- The task -
Please give again, word for word, the lines that lie between the start of the listing below and the line with "let index = next_url.fetch_add(1, Ordering::Relaxed);", both included.

- Provided information -
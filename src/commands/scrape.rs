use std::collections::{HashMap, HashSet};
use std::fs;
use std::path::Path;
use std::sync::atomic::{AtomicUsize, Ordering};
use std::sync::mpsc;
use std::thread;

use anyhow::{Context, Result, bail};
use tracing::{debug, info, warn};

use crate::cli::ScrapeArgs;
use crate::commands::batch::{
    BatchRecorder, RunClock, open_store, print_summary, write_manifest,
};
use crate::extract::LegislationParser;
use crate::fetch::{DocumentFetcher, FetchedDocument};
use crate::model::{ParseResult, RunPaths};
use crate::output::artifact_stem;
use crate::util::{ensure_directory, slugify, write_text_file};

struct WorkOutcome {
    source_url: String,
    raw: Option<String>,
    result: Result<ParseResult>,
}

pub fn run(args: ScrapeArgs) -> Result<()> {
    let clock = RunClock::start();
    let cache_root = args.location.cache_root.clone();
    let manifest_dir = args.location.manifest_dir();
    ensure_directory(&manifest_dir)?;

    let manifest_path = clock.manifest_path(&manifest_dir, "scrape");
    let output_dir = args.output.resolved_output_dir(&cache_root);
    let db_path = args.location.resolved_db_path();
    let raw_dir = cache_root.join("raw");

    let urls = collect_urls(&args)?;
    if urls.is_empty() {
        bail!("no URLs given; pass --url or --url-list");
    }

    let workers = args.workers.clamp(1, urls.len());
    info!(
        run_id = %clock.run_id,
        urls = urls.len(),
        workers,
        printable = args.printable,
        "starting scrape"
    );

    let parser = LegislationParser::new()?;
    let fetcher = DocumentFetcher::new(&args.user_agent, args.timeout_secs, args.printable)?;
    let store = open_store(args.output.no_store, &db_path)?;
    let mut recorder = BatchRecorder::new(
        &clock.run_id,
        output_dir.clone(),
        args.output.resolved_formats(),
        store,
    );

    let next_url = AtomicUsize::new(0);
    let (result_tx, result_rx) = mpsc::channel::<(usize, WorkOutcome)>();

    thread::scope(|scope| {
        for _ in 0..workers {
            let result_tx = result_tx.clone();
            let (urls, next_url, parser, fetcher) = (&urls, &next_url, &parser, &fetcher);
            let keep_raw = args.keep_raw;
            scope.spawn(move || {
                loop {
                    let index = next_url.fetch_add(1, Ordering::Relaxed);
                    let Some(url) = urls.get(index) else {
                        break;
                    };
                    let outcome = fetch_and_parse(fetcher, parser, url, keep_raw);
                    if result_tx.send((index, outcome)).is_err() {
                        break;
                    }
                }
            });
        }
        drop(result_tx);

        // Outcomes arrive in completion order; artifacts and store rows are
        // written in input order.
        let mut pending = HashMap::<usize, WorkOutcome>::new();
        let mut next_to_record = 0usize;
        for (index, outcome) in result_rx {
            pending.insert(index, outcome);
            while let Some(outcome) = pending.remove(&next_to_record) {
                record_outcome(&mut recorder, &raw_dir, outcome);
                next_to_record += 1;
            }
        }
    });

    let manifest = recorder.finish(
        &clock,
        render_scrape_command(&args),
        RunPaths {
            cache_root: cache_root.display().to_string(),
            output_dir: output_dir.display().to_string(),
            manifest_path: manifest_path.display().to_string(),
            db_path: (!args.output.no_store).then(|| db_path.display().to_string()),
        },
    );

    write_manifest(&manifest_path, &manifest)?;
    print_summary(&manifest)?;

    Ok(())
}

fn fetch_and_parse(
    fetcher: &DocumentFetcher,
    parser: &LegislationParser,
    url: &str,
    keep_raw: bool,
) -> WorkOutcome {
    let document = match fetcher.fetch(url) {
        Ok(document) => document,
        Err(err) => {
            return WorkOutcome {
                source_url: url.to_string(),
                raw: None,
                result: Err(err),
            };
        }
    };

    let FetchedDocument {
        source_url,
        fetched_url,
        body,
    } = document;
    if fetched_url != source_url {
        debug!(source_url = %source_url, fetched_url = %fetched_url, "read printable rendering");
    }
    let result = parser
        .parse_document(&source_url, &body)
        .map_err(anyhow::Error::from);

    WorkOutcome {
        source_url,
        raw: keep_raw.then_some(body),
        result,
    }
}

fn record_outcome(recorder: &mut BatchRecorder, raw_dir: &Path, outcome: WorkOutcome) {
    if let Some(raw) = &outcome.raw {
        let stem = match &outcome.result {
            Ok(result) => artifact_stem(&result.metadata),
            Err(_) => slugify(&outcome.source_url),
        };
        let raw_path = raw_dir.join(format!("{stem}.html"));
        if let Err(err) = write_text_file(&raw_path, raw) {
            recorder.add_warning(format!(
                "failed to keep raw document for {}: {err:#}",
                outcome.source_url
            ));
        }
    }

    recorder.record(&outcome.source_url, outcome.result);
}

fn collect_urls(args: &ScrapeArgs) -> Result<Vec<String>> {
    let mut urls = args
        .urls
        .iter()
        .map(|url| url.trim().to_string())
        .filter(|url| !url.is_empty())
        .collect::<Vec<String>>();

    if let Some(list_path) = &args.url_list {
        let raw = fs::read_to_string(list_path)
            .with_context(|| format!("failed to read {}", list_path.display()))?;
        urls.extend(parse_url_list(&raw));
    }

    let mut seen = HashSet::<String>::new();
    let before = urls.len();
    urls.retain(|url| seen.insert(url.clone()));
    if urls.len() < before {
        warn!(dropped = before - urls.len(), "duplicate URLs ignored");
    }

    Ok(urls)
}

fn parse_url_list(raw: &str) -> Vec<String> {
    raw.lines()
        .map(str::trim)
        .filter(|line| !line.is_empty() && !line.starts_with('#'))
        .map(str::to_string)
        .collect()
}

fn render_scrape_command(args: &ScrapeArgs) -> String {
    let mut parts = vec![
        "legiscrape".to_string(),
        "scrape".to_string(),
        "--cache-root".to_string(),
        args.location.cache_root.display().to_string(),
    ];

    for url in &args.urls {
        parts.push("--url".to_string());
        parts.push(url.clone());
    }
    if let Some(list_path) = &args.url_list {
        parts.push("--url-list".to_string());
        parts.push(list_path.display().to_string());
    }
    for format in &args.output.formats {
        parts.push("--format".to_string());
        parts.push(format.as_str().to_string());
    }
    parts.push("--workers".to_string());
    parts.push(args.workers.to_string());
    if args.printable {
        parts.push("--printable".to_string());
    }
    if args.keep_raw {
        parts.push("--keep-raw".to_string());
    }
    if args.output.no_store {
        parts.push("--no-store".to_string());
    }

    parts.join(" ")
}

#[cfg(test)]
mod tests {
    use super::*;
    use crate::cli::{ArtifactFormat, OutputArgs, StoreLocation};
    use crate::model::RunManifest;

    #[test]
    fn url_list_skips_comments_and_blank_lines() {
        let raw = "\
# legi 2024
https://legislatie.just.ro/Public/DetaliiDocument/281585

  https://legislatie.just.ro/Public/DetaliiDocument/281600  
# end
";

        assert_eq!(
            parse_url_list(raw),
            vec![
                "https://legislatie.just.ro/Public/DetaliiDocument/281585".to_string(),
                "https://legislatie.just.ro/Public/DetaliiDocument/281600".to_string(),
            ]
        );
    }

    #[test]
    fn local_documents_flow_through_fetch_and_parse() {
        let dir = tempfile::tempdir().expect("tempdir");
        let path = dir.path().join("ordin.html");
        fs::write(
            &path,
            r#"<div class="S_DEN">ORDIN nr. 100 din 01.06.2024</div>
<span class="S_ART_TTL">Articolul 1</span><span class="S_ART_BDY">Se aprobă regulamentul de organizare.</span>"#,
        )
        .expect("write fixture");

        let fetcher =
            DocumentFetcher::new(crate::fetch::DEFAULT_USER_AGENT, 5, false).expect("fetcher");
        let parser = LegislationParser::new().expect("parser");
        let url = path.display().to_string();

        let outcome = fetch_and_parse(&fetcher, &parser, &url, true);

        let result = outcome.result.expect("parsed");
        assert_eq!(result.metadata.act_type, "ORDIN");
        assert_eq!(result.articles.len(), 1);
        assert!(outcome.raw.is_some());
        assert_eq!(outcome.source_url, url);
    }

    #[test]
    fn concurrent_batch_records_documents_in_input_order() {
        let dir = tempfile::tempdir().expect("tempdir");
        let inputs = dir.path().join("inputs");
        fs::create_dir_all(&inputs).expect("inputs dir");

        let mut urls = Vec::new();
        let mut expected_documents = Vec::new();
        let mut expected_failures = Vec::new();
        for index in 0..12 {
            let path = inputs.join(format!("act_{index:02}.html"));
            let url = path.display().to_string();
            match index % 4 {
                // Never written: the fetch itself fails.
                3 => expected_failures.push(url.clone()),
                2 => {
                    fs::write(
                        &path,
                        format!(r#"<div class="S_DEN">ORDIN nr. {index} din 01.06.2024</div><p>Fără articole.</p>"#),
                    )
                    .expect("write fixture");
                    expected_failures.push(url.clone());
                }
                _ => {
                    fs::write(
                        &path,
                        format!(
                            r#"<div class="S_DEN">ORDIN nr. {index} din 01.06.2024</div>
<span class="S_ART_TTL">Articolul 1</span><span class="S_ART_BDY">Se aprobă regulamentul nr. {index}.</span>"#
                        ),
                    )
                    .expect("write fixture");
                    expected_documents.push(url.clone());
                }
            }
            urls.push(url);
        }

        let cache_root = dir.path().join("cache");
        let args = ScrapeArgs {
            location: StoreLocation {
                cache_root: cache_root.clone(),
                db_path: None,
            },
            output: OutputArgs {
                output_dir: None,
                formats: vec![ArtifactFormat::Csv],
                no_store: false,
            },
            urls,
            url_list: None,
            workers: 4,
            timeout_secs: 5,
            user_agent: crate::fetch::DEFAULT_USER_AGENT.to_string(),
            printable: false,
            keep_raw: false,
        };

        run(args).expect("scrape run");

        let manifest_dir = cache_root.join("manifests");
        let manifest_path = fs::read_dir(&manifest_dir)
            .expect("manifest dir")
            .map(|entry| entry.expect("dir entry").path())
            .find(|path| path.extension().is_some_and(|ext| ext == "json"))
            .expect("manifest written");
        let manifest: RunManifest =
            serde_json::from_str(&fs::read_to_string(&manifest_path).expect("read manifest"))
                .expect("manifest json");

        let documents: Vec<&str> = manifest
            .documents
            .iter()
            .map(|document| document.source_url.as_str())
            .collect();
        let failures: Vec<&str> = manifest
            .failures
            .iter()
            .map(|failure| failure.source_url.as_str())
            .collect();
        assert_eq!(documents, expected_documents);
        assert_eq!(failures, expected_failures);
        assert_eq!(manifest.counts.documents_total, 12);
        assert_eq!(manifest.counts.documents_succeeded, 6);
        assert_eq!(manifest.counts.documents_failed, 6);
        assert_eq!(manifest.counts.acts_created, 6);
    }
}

- Exercise response -
filename src/commands/scrape.rs
use std::collections::{HashMap, HashSet};
use std::fs;
use std::path::Path;
use std::sync::atomic::{AtomicUsize, Ordering};
use std::sync::mpsc;
use std::thread;

use anyhow::{Context, Result, bail};
use tracing::{debug, info, warn};

use crate::cli::ScrapeArgs;
use crate::commands::batch::{
    BatchRecorder, RunClock, open_store, print_summary, write_manifest,
};
use crate::extract::LegislationParser;
use crate::fetch::{DocumentFetcher, FetchedDocument};
use crate::model::{ParseResult, RunPaths};
use crate::output::artifact_stem;
use crate::util::{ensure_directory, slugify, write_text_file};

struct WorkOutcome {
    source_url: String,
    raw: Option<String>,
    result: Result<ParseResult>,
}

pub fn run(args: ScrapeArgs) -> Result<()> {
    let clock = RunClock::start();
    let cache_root = args.location.cache_root.clone();
    let manifest_dir = args.location.manifest_dir();
    ensure_directory(&manifest_dir)?;

    let manifest_path = clock.manifest_path(&manifest_dir, "scrape");
    let output_dir = args.output.resolved_output_dir(&cache_root);
    let db_path = args.location.resolved_db_path();
    let raw_dir = cache_root.join("raw");

    let urls = collect_urls(&args)?;
    if urls.is_empty() {
        bail!("no URLs given; pass --url or --url-list");
    }

    let workers = args.workers.clamp(1, urls.len());
    info!(
        run_id = %clock.run_id,
        urls = urls.len(),
        workers,
        printable = args.printable,
        "starting scrape"
    );

    let parser = LegislationParser::new()?;
    let fetcher = DocumentFetcher::new(&args.user_agent, args.timeout_secs, args.printable)?;
    let store = open_store(args.output.no_store, &db_path)?;
    let mut recorder = BatchRecorder::new(
        &clock.run_id,
        output_dir.clone(),
        args.output.resolved_formats(),
        store,
    );

    let next_url = AtomicUsize::new(0);
    let (result_tx, result_rx) = mpsc::channel::<(usize, WorkOutcome)>();

    thread::scope(|scope| {
        for _ in 0..workers {
            let result_tx = result_tx.clone();
            let (urls, next_url, parser, fetcher) = (&urls, &next_url, &parser, &fetcher);
            let keep_raw = args.keep_raw;
            scope.spawn(move || {
                loop {
                    let index = next_url.fetch_add(1, Ordering::Relaxed);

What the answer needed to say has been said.